Quotes

Ken: D’you want the duck’s head?
Lisa: No, that’s gross! You eat it! You’re a fatass.
Ken: Shut up, Lisa, or I’ll stuff it down your throat.
Lisa: DO IT.
Ken: I’ll do it when you’re asleep. You ever watch The Godfather?

Renee: Why are we all taking pictures here?
Lisa: Dad wanted a picture of the 2008 calander.
Ken: Y’know Dad, it’s a digital picture. There’s the date on it.
Uncle: Huh, then what I did was kinda stupid, wasn’t it?

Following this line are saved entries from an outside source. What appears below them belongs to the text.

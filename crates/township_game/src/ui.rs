//! UI plugin for the construction toolbar using egui.
//!
//! Lists the catalog and the move/destroy tools, and shows what the
//! controller is doing: active tool, hovered cell, recent events.

use bevy::prelude::*;
use bevy_egui::{egui, EguiContexts, EguiPlugin};
use township_core::catalog::PrefabKind;
use township_core::tools::{MoveState, ToolMode};

use crate::construction::{HoveredCell, PlacementLog, PointerOverUi, SceneAccess, Township};

/// Plugin for the construction toolbar.
pub struct GameUiPlugin;

impl Plugin for GameUiPlugin {
    fn build(&self, app: &mut App) {
        app.add_plugins(EguiPlugin)
            .init_resource::<PointerOverUi>()
            .add_systems(Update, (track_ui_pointer, ui_toolbar).chain());
    }
}

/// Records whether egui is using the pointer this frame.
fn track_ui_pointer(mut contexts: EguiContexts, mut pointer_over_ui: ResMut<PointerOverUi>) {
    pointer_over_ui.0 = contexts
        .try_ctx_mut()
        .is_some_and(|ctx| ctx.is_pointer_over_area() || ctx.wants_pointer_input());
}

fn ui_toolbar(
    mut contexts: EguiContexts,
    mut township: ResMut<Township>,
    mut scene: SceneAccess,
    hovered: Res<HoveredCell>,
    log: Res<PlacementLog>,
) {
    let Some(ctx) = contexts.try_ctx_mut() else {
        return;
    };

    let mut start: Option<usize> = None;
    let mut switch: Option<ToolMode> = None;

    let controller = &township.controller;
    let mode = controller.mode();
    let placing = controller.preview().map(|preview| preview.type_index());

    egui::Window::new("Build")
        .anchor(egui::Align2::LEFT_CENTER, [10.0, 0.0])
        .resizable(false)
        .show(ctx, |ui| {
            ui.label(egui::RichText::new("Buildings [1-9]").strong());
            ui.separator();

            let mut last_kind = None;
            for (index, prefab) in controller.catalog().iter() {
                if last_kind == Some(PrefabKind::Building) && prefab.kind == PrefabKind::Path {
                    ui.separator();
                    ui.label(egui::RichText::new("Paths").strong());
                }
                last_kind = Some(prefab.kind);

                let selected =
                    placing == Some(index) && matches!(mode, ToolMode::Build | ToolMode::Path);
                let label = match index {
                    0..=8 => format!("[{}] {}", index + 1, prefab.name),
                    _ => prefab.name.clone(),
                };
                if ui.selectable_label(selected, label).clicked() {
                    start = Some(index);
                }
            }

            ui.separator();
            ui.horizontal(|ui| {
                for (tool, label) in [
                    (ToolMode::Move, "Move [M]"),
                    (ToolMode::Destroy, "Destroy [X]"),
                ] {
                    if ui.selectable_label(mode == tool, label).clicked() {
                        switch = Some(if mode == tool { ToolMode::None } else { tool });
                    }
                }
            });

            ui.separator();
            let status = match (mode, controller.move_state()) {
                (ToolMode::Move, MoveState::Dragging) => {
                    "Move: click to drop, right-click to cancel".to_string()
                }
                (ToolMode::Move, _) => "Move: click a building or path".to_string(),
                (ToolMode::None, _) => "Idle".to_string(),
                (mode, _) => format!("{mode}: R rotate, Shift repeat, Esc cancel"),
            };
            ui.label(egui::RichText::new(status).weak().size(11.0));

            if let Some(cell) = hovered.0 {
                let occupant = controller
                    .entity_at_cell(cell)
                    .and_then(|entity| controller.catalog().get(entity.type_index))
                    .map_or("empty", |prefab| prefab.name.as_str());
                ui.label(format!(
                    "Cell {cell}: {occupant}, speed {:+.1}",
                    controller.cell_speed_modifier(cell)
                ));
            }
            ui.label(format!("Placed: {}", controller.entity_count()));

            if !log.is_empty() {
                ui.separator();
                for entry in log.iter() {
                    ui.label(egui::RichText::new(entry).size(11.0));
                }
            }
        });

    let controller = &mut township.controller;
    if let Some(type_index) = start {
        let mut frame = scene.frame(controller);
        controller.start_placing(&mut frame, type_index);
    } else if let Some(mode) = switch {
        let mut frame = scene.frame(controller);
        controller.set_tool_active(&mut frame, mode);
    }
}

Me: ????? (Another testament to how bad my Chinese is. I meant to write ‘Merry Christmas’, but I wound up writing ‘happy lay egg!’ instead).
Mom: *can’t stop laughing*

Me: I liked the bit about Adam and Eve in the Bible. Not bad la… can read la.
Julia: xD What, you’re turning the Bible into a book review? ‘A+++ WILL READ AGAIN’.
Me: ‘NOT BAD NOT BAD!’ xD
Julia: xDDD

Me: So… what was that book you were reading again? War and Peace, right? Shit, that book is so long.
Julia: Uh, actu-
Me: Christ, I hate reading long books, and look at you. That’s like the book of all books.
Julia: It’s CRIME AND PUNISHMENT, not War and Peace!
Me: Potato, potahto.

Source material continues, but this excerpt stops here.